//! In-process row store
//!
//! Tables live in ordered maps behind a `parking_lot::RwLock`. Used for fixtures, tests and
//! embedding hosts that keep their content in memory.

use crate::error::StorageError;
use crate::store::{row_id, Filter, Mutation, Query, Row, Storage, ID_FIELD};
use crate::types::ElementId;
use parking_lot::RwLock;
use serde_json::Value;
use std::collections::BTreeMap;
use std::sync::atomic::{AtomicUsize, Ordering};

type Table = BTreeMap<ElementId, Row>;

/// Memory-backed implementation of [`Storage`]
#[derive(Default)]
pub struct MemoryStorage {
    tables: RwLock<BTreeMap<String, Table>>,
    reads: AtomicUsize,
}

impl MemoryStorage {
    pub fn new() -> Self {
        Self::default()
    }

    /// Insert (or replace) a row, assigning the next free `ID` when absent
    pub fn insert(&self, table: &str, row: Row) -> Result<ElementId, StorageError> {
        let mut tables = self.tables.write();
        let rows = tables.entry(table.to_string()).or_default();
        insert_into(table, rows, row)
    }

    /// Number of read calls (`query_rows` and `count`) served so far
    pub fn read_count(&self) -> usize {
        self.reads.load(Ordering::Relaxed)
    }

    pub fn table_len(&self, table: &str) -> usize {
        self.tables.read().get(table).map(|t| t.len()).unwrap_or(0)
    }

    pub fn get(&self, table: &str, id: ElementId) -> Option<Row> {
        self.tables.read().get(table)?.get(&id).cloned()
    }
}

fn insert_into(table: &str, rows: &mut Table, mut row: Row) -> Result<ElementId, StorageError> {
    let id = match row.get(ID_FIELD) {
        None | Some(Value::Null) => {
            let next = rows.keys().next_back().map(|id| id + 1).unwrap_or(1);
            row.insert(ID_FIELD.to_string(), Value::from(next));
            next
        }
        Some(_) => row_id(&row).ok_or_else(|| StorageError::MalformedRow {
            table: table.to_string(),
            reason: format!("non-numeric {} column", ID_FIELD),
        })?,
    };
    rows.insert(id, row);
    Ok(id)
}

impl Storage for MemoryStorage {
    fn query_rows(&self, table: &str, query: &Query) -> Result<Vec<Row>, StorageError> {
        self.reads.fetch_add(1, Ordering::Relaxed);
        let tables = self.tables.read();
        let rows = tables
            .get(table)
            .map(|t| t.values().cloned().collect::<Vec<_>>())
            .unwrap_or_default();
        Ok(query.evaluate(rows))
    }

    fn count(&self, table: &str, filter: &Filter) -> Result<u64, StorageError> {
        self.reads.fetch_add(1, Ordering::Relaxed);
        let tables = self.tables.read();
        let count = tables
            .get(table)
            .map(|t| t.values().filter(|row| filter.matches(row)).count())
            .unwrap_or(0);
        Ok(count as u64)
    }

    fn delete(&self, table: &str, id: ElementId) -> Result<bool, StorageError> {
        let mut tables = self.tables.write();
        Ok(tables
            .get_mut(table)
            .map(|t| t.remove(&id).is_some())
            .unwrap_or(false))
    }

    fn execute(&self, mutation: &Mutation) -> Result<bool, StorageError> {
        let mut tables = self.tables.write();
        match mutation {
            Mutation::Insert { table, row } => {
                let rows = tables.entry(table.clone()).or_default();
                insert_into(table, rows, row.clone())?;
                Ok(true)
            }
            Mutation::Update {
                table,
                filter,
                changes,
            } => {
                let Some(rows) = tables.get_mut(table) else {
                    return Ok(false);
                };
                let mut touched = false;
                for row in rows.values_mut().filter(|row| filter.matches(row)) {
                    for (field, change) in changes {
                        let value = change.apply(row.get(field));
                        row.insert(field.clone(), value);
                    }
                    touched = true;
                }
                Ok(touched)
            }
        }
    }
}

·····

**TASK ITEM**
Lines with the word "bool": tally them across the material and give only the total.

**SOLUTION BELOW**
2